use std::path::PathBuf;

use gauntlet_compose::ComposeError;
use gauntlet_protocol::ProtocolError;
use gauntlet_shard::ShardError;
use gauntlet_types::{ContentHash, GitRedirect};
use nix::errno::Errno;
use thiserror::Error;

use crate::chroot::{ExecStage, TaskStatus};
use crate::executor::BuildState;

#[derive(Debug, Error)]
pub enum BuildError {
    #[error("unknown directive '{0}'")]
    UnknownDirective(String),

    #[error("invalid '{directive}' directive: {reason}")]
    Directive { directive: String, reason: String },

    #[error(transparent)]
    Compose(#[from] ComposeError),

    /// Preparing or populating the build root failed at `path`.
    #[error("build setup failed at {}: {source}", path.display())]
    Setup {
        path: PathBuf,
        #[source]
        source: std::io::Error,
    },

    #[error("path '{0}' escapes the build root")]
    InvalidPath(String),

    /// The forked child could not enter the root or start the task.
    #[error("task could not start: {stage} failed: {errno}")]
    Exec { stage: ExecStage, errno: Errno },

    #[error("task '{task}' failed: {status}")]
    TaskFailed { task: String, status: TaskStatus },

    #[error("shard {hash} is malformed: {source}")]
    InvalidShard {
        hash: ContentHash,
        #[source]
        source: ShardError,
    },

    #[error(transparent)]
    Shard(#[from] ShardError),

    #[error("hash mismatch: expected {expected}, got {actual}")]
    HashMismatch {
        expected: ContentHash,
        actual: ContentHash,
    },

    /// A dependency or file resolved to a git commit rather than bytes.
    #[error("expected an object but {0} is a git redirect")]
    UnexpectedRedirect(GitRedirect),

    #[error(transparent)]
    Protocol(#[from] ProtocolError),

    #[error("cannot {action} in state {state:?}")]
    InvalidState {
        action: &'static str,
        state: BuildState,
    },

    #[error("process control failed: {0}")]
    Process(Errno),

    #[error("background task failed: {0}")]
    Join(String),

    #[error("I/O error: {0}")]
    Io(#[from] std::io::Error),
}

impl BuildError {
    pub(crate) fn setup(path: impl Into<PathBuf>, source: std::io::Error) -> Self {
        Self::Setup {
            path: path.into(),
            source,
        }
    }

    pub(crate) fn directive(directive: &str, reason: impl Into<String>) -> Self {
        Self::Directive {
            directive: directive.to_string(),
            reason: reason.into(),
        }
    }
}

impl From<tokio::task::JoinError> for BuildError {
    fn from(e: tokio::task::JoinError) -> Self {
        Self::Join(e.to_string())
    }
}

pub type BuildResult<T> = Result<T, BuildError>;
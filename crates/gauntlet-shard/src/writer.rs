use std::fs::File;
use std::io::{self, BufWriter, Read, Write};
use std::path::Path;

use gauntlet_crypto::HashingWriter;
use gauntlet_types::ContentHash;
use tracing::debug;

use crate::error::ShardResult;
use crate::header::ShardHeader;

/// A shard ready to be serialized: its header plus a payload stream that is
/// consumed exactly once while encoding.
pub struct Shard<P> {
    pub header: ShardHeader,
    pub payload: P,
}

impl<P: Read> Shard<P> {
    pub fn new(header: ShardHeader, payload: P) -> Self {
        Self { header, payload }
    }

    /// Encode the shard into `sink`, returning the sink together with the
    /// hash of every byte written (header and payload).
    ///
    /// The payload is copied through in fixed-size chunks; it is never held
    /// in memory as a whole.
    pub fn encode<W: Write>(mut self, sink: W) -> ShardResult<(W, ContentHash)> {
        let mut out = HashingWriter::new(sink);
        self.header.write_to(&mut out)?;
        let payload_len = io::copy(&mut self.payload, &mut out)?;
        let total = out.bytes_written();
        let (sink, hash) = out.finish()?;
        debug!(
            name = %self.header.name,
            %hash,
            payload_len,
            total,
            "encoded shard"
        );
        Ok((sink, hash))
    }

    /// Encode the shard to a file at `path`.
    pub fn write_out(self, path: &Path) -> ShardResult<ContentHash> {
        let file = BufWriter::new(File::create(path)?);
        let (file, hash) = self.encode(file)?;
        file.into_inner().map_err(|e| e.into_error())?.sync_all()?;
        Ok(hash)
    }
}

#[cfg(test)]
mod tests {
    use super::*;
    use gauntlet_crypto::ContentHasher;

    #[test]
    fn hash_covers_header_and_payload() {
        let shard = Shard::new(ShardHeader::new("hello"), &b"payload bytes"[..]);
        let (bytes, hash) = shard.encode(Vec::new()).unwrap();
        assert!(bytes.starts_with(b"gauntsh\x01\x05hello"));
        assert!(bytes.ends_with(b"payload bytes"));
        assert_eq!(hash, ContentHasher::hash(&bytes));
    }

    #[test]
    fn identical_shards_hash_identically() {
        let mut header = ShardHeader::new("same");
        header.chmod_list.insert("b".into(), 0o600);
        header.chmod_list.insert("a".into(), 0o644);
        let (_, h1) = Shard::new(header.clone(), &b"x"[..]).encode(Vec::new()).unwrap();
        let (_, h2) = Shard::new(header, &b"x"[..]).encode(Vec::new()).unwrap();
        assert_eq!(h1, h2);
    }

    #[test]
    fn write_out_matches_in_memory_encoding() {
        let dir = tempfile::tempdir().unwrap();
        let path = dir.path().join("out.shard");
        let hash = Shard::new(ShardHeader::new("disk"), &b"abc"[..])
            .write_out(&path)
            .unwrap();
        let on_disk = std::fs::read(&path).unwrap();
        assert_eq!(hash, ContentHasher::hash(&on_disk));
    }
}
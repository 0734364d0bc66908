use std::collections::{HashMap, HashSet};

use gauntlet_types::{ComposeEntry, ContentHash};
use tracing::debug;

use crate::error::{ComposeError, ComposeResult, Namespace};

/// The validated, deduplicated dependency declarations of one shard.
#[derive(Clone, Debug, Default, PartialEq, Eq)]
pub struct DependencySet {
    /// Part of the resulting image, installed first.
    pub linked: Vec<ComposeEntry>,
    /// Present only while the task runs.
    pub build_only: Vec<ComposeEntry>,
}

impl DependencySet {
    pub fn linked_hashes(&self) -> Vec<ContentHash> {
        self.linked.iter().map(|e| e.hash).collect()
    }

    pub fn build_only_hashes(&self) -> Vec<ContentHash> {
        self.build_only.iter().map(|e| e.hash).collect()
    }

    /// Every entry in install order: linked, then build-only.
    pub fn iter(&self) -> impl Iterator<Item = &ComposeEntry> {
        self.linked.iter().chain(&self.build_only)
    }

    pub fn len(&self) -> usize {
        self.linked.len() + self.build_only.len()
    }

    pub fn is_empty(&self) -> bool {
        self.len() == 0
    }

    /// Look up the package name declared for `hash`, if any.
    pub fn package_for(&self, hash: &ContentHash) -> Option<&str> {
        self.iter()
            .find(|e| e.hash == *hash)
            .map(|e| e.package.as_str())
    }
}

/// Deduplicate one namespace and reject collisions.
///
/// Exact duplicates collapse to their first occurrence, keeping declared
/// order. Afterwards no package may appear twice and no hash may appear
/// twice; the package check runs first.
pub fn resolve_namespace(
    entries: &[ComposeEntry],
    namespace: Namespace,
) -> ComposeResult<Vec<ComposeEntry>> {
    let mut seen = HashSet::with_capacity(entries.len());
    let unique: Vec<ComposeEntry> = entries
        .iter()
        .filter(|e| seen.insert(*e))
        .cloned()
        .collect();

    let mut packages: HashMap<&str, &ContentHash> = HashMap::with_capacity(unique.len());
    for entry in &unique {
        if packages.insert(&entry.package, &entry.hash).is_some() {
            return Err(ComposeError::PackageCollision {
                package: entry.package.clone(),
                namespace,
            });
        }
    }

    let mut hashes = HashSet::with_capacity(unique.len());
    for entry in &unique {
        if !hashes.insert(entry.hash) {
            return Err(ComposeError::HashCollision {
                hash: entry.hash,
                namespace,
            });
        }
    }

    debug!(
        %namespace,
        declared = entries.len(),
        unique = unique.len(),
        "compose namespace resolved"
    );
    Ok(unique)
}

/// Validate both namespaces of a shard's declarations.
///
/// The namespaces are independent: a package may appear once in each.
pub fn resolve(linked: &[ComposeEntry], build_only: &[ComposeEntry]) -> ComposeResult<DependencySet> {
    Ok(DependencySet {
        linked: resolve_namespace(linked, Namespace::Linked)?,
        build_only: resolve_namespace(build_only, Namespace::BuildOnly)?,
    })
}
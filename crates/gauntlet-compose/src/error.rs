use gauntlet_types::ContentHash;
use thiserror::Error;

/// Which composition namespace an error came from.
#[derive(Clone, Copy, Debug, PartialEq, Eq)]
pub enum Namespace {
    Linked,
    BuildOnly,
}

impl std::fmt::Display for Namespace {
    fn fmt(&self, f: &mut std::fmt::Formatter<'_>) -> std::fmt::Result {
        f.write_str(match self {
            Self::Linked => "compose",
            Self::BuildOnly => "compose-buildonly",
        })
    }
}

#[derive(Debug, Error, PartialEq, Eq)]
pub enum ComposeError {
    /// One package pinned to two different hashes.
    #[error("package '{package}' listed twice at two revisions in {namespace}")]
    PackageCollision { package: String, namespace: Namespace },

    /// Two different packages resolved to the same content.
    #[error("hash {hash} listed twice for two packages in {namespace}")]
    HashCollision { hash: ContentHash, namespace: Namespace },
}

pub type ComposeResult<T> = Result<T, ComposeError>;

---------------

◆ WORK INSTRUCTIONS
Count lines, not occurrences: report how many lines in the entries above include the word "namespaces", as a number alone.

◆ SOLUTION
2